Restructuring of loans to non-bank financial institutions by March will grow by 3.3%: ICRA



Restructuring of loan portfolios of non-bank financial groups could double to 3.1-3.3% by March 2022 from 1.6% in March 2021, affected by the second wave of Covid-19 infection that hit borrowers, rating agency said.

Covid-19 and measures to limit its spread affected the cash flow of borrowers and slowed the economic recovery. Non-bank financial institutions cover companies and housing firms (HFCs).

The Reserve Bank of India (RBI) has allowed lenders to restructure their loans while maintaining a standard asset label for 21 fiscal years. The central bank included small business, which is a key target segment for non-banking enterprises and extended the window for restructuring micro, small and medium-sized enterprises (MSMEs) until September 2021.

said the second wave had a promising rebound in non-bank fees seen in the third and fourth quarters of fiscal 21.

After recovering to pre-pandemic levels in the fourth quarter of fiscal 21, the monthly collection efficiency of retail credit rating pools fell 10-35 percent by asset class in May 2021 compared to March 2021.

Since the gradual unblocking began in June, some improvements in collection have been noticeable, but the pace is gradual, according to finance executives.

The rating agency said that portfolio restructuring of financial companies should be 4.1-4.3% by March 2022 (up from 2.2% in March 2021). They are expected to be 2.0-2.2 percent for HFCs (up from 1.0 percent in March 2021). The crime rate is generally lower for housing. They have secured products and are closely tied to basic needs, which is why borrowers are prioritizing regular repayment of home loan payments, financial sector leaders said.

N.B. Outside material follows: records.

//! Physical constants used by the trap model.
//!
//! Everything is SI:
//! - Length: metre (m)
//! - Time: second (s)
//! - Charge: coulomb (C)
//! - Mass: kilogram (kg)

use std::f64::consts::PI;

/// Vacuum permittivity ε0 in F/m.
pub const EPSILON_0: f64 = 8.854_187_82e-12;
/// Elementary charge in coulombs.
pub const ELEMENTARY_CHARGE: f64 = 1.602_176_62e-19;
/// Electron rest mass in kilograms.
pub const ELECTRON_MASS: f64 = 9.109_383_56e-31;
/// Mass of a singly ionised strontium-88 atom in kilograms.
pub const SR88_ION_MASS: f64 = 1.454_964_2e-25;

/// Normalisation of the line-charge field, 2π·ε0.
pub const LINE_CHARGE_NORM: f64 = 2.0 * PI * EPSILON_0;

/// Seconds to microseconds, used by the sweep report.
pub const SECONDS_TO_MICROS: f64 = 1.0e6;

As of March 2021, finance companies had a large restructuring of outstanding debt versus HFCs due to the nature of their risks.

For HFC, collateral is in the form of mortgages, while the risks of financial companies are either unsecured or collateralized by various asset classes such as vehicles, mortgages, hardware and equipment, inventories and receivables, ICRA added.

The target borrower segment also plays a key role as a high proportion of restructuring was observed in smaller companies (assets under management less than ~ Rs 5,000). Borrowers served by these institutions will have a relatively high risk profile as well as higher returns.